Most who visit the lowland tropical forest for the first time will be surprised to find that, despite popular documentaries, it appears rather empty. You can walk for hours in the green gloom and not find a single big animal. It makes it all the more rewarding when an encounter finally occurs.
Although you might think that humanity and our relentless expansion is to blame, this is not the case. Early explorers and biologists such as Alexander von Humboldt reported similar stories of waiting and searching long hours for their subjects.
The causes of this phenomenon are many. For example, a large proportion of the animals in the tropical rainforest live their lives in the higher levels of the treetops, where they easily escape our attention. It’s also the case that some species specialize so strongly for a particular type of food that they spread out over vast areas rather than congregating together in well-known spots.
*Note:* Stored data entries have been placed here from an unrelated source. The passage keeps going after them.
use serde_json::Value;
use std::collections::HashMap;
use std::time::Duration;

use ltd_constants::{MAX_ATTEMPTS, USER_AGENT};

#[derive(Clone, Debug)]
pub struct RegistryDocument {
    pub versions: Value,
    pub dist_tags: HashMap<String, String>,
}

#[derive(Clone, Debug, PartialEq, Eq)]
pub struct PackageInfo {
    pub name: String,
    pub url: String,
}

#[must_use]
pub fn build_client() -> reqwest::Client {
    reqwest::Client::builder()
        .pool_max_idle_per_host(25)
        .pool_idle_timeout(Some(Duration::from_secs(90)))
        .timeout(Duration::from_secs(45))
        .connect_timeout(Duration::from_secs(20))
        .tcp_keepalive(Some(Duration::from_secs(60)))
        .tcp_nodelay(true)
        .user_agent(USER_AGENT)
        .build()
        .unwrap_or_else(|_| reqwest::Client::new())
}

/// `https://registry.npmjs.org/@types%2Fnode` style document URL.
#[must_use]
pub fn metadata_url(registry: &str, name: &str) -> String {
    let encoded_name = urlencoding::encode(name).replace("%40", "@");
    format!("{}/{encoded_name}", registry.trim_end_matches('/'))
}

#[must_use]
pub fn is_url(value: &str) -> bool {
    let base = value.split_once('#').map_or(value, |(base, _)| base);
    base.contains("://")
        || base.starts_with("git@")
        || base.starts_with("git+")
        || base.starts_with('/')
        || base.ends_with(".git")
        || base.ends_with(".tgz")
        || base.ends_with(".tar.gz")
        || base.ends_with(".tar")
}

pub async fn fetch_registry_document(
    client: &reqwest::Client,
    registry: &str,
    name: &str,
) -> anyhow::Result<RegistryDocument> {
    let url = metadata_url(registry, name);
    let mut attempts = 0;

    loop {
        attempts += 1;

        let resp = match client
            .get(&url)
            .header("Accept", "application/json")
            .send()
            .await
        {
            Ok(resp) => resp,
            Err(e) => {
                if attempts < MAX_ATTEMPTS && (e.is_timeout() || e.is_connect()) {
                    let delay = std::cmp::min(1000 * u64::from(attempts), 5000);
                    tokio::time::sleep(Duration::from_millis(delay)).await;
                    continue;
                }
                return Err(if e.is_timeout() {
                    anyhow::anyhow!("Request timeout for {} after {} attempts", name, attempts)
                } else if e.is_connect() {
                    anyhow::anyhow!("Connection failed for {}: {}", name, e)
                } else {
                    anyhow::anyhow!("Network error for {}: {}", name, e)
                });
            }
        };

        let resp = match resp.error_for_status() {
            Ok(resp) => resp,
            Err(e) => {
                if attempts < MAX_ATTEMPTS
                    && (e.status() == Some(reqwest::StatusCode::TOO_MANY_REQUESTS)
                        || e.status() == Some(reqwest::StatusCode::INTERNAL_SERVER_ERROR)
                        || e.status() == Some(reqwest::StatusCode::SERVICE_UNAVAILABLE))
                {
                    tokio::time::sleep(Duration::from_millis(1000 * u64::from(attempts))).await;
                    continue;
                }
                return Err(anyhow::anyhow!("HTTP error for {}: {}", name, e));
            }
        };

        let text = resp
            .text()
            .await
            .map_err(|e| anyhow::anyhow!("Failed to read response text for {}: {}", name, e))?;

        let json: Value = serde_json::from_str(&text).map_err(|e| {
            anyhow::anyhow!(
                "Failed to parse JSON for {} (response length: {}): {}",
                name,
                text.len(),
                e
            )
        })?;

        return Ok(parse_registry_document(&json));
    }
}

#[must_use]
pub fn parse_registry_document(json: &Value) -> RegistryDocument {
    let dist_tags = json
        .get("dist-tags")
        .and_then(Value::as_object)
        .map(|tags| {
            tags.iter()
                .filter_map(|(tag, version)| Some((tag.clone(), version.as_str()?.to_string())))
                .collect()
        })
        .unwrap_or_default();

    RegistryDocument {
        versions: json
            .get("versions")
            .cloned()
            .unwrap_or_else(|| Value::Object(serde_json::Map::new())),
        dist_tags,
    }
}

impl RegistryDocument {
    /// `requested` may be a version or a dist-tag.
    #[must_use]
    pub fn package_info(&self, key: &str, requested: &str) -> Option<PackageInfo> {
        let version = self
            .dist_tags
            .get(requested)
            .map_or(requested, String::as_str);
        let entry = self.versions.get(version)?;
        let url = entry
            .get("dist")
            .and_then(|dist| dist.get("tarball"))
            .and_then(Value::as_str)
            .filter(|url| !url.is_empty())?;
        let name = entry.get("name").and_then(Value::as_str).unwrap_or(key);

        Some(PackageInfo {
            name: name.to_string(),
            url: url.to_string(),
        })
    }
}

/// Falls back to `version_or_url` itself when the registry has no match.
pub async fn get_package_info(
    client: &reqwest::Client,
    registry: &str,
    key: &str,
    version_or_url: &str,
) -> PackageInfo {
    let fallback = PackageInfo {
        name: key.to_string(),
        url: version_or_url.to_string(),
    };

    if is_url(version_or_url) {
        return fallback;
    }

    match fetch_registry_document(client, registry, key).await {
        Ok(document) => document
            .package_info(key, version_or_url)
            .unwrap_or(fallback),
        Err(_) => fallback,
    }
}

#[cfg(test)]
mod tests {
    use super::*;
    use ltd_constants::REGISTRY_URL;
    use serde_json::json;

    fn node_document() -> RegistryDocument {
        parse_registry_document(&json!({
            "name": "@types/node",
            "dist-tags": {"latest": "12.11.1", "ts3.4": "12.7.0"},
            "versions": {
                "12.7.0": {
                    "name": "@types/node",
                    "dist": {"tarball": "https://registry.npmjs.org/@types/node/-/node-12.7.0.tgz"}
                },
                "12.11.1": {
                    "name": "@types/node",
                    "dist": {"tarball": "https://registry.npmjs.org/@types/node/-/node-12.11.1.tgz"}
                },
                "12.0.0": {"name": "@types/node"}
            }
        }))
    }

    #[test]
    fn test_exact_version() {
        assert_eq!(
            node_document().package_info("@types/node", "12.11.1"),
            Some(PackageInfo {
                name: "@types/node".to_string(),
                url: "https://registry.npmjs.org/@types/node/-/node-12.11.1.tgz".to_string(),
            })
        );
    }

    #[test]
    fn test_dist_tag() {
        let info = node_document().package_info("@types/node", "latest").unwrap();
        assert!(info.url.ends_with("node-12.11.1.tgz"));
        let info = node_document().package_info("@types/node", "ts3.4").unwrap();
        assert!(info.url.ends_with("node-12.7.0.tgz"));
    }

    #[test]
    fn test_missing_version_or_tarball() {
        assert_eq!(node_document().package_info("@types/node", "99.0.0"), None);
        assert_eq!(node_document().package_info("@types/node", "12.0.0"), None);
    }

    #[test]
    fn test_empty_document() {
        let document = parse_registry_document(&json!({}));
        assert!(document.dist_tags.is_empty());
        assert_eq!(document.package_info("x", "1.0.0"), None);
    }

    #[test]
    fn test_metadata_url_keeps_scope() {
        assert_eq!(
            metadata_url("https://registry.npmjs.org/", "@types/node"),
            "https://registry.npmjs.org/@types%2Fnode"
        );
        assert_eq!(
            metadata_url(REGISTRY_URL, "lodash"),
            "https://registry.npmjs.org/lodash"
        );
    }

    #[test]
    fn test_is_url() {
        assert!(is_url("https://example.com/pkg.tgz"));
        assert!(is_url("git@github.com:owner/repo.git"));
        assert!(is_url("ssh://git@github.com/owner/repo"));
        assert!(!is_url("12.11.1"));
        assert!(!is_url("latest"));
        assert!(!is_url("^1.0.0"));
        assert!(is_url("/srv/repos/types.git#v2::types"));
        assert!(is_url("https://github.com/o/r#main"));
    }

    #[tokio::test]
    async fn test_url_value_skips_registry() {
        let client = build_client();
        let info = get_package_info(
            &client,
            "http://127.0.0.1:9",
            "types",
            "https://github.com/owner/types.git#main",
        )
        .await;
        assert_eq!(info.name, "types");
        assert_eq!(info.url, "https://github.com/owner/types.git#main");
    }

    async fn serve_once(status: &'static str, body: String) -> String {
        use tokio::io::{AsyncReadExt, AsyncWriteExt};

        let listener = tokio::net::TcpListener::bind("127.0.0.1:0").await.unwrap();
        let base = format!("http://{}", listener.local_addr().unwrap());
        tokio::spawn(async move {
            while let Ok((mut stream, _)) = listener.accept().await {
                let mut buf = vec![0u8; 8192];
                let _ = stream.read(&mut buf).await;
                let response = format!(
                    "HTTP/1.1 {status}\r\nContent-Type: application/json\r\nContent-Length: {}\r\nConnection: close\r\n\r\n{body}",
                    body.len()
                );
                let _ = stream.write_all(response.as_bytes()).await;
                let _ = stream.shutdown().await;
            }
        });
        base
    }

    #[tokio::test]
    async fn test_registry_hit_resolves_dist_tag() {
        let document = json!({
            "dist-tags": {"latest": "2.0.0"},
            "versions": {
                "2.0.0": {"name": "pkg", "dist": {"tarball": "http://cdn.test/pkg-2.0.0.tgz"}}
            }
        });
        let base = serve_once("200 OK", document.to_string()).await;

        let info = get_package_info(&build_client(), &base, "pkg", "latest").await;

        assert_eq!(
            info,
            PackageInfo {
                name: "pkg".to_string(),
                url: "http://cdn.test/pkg-2.0.0.tgz".to_string(),
            }
        );
    }

    #[tokio::test]
    async fn test_registry_miss_falls_back_to_value() {
        let base = serve_once("404 Not Found", String::new()).await;

        let info = get_package_info(&build_client(), &base, "pkg", "1.0.0").await;

        assert_eq!(info.name, "pkg");
        assert_eq!(info.url, "1.0.0");
    }
}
The jungle thus resembles an expensive box of chocolate full of candies, each of which is represented by only one or two pieces. You might enjoy a piece or two each day, but it will be a while before you can indulge again.
If, like Forrest Gump, I were to stick with the box of chocolate metaphor, the rarest chocolates you can come across are apex predators. They have to be very scarce if the forest is to sustain them. In South America, the trio that rules the water, land, and air are the Anaconda, Jaguar, and Harpy Eagle.
Let me take you back to a time 13 years ago when I walked one of the rainforest paths in northeastern Ecuador. A borrowed Nikon D300 camera with a Nikon 105mm f/2.8 macro lens was hanging around my neck at the time. In fact, my own D300 had already involuntarily passed into someone else’s possession.
Mostly, I photographed the small animals of the forest floor or simply contented myself to observe the forest around me. Sometimes that, too, is a welcome change. In the forest understory, I was looking for army ants, but that day, I had no luck.
As I slowly made my way back to camp, suddenly there was the sound of massive wings. You don’t hear that sound very often in the rainforest. I turned to follow the sound, and what I saw nearly took my breath away. Not far from me, some fifteen, maybe twenty meters away, a huge raptor perched on a branch. A Crested Eagle!
It was sitting on a branch, looking at me with its piercing gaze and its prey, the Tiger Rat Snake, was hanging from its jaws. Adults of this snake can reach nearly three meters in length. The photo above shows that the eagle decapitated the snake, which is hanging from the branch.
Decapitating a snake sounds brutal, but it’s a fairly common behavior in raptors. One reason may be that decapitation guarantees that the prey is safely dead. Other studies claim that it makes it easier for the young to devour larger prey. So, it’s quite possible that the eagle in the photo is a male on his way to the nest with a snack for his chick.
More than that, I’ll never know, because after a few moments, the eagle took off again with its precious cargo. I was left in the forest, stunned by its majesty. Even after thirteen years since that encounter, the memory of that moment hasn’t faded, and I am still amazed I had time to capture the photograph I share with you above.
Back then, I regretted not having a longer lens on my camera, but today I am glad that I got the snake in the photo, too. In any case, just getting a photo of this bird is one of my highlights as a photographer. The bird identification guide that I use in the field says: “Any day with a Crested Eagle deserves a gold star.” I have nothing to add to that!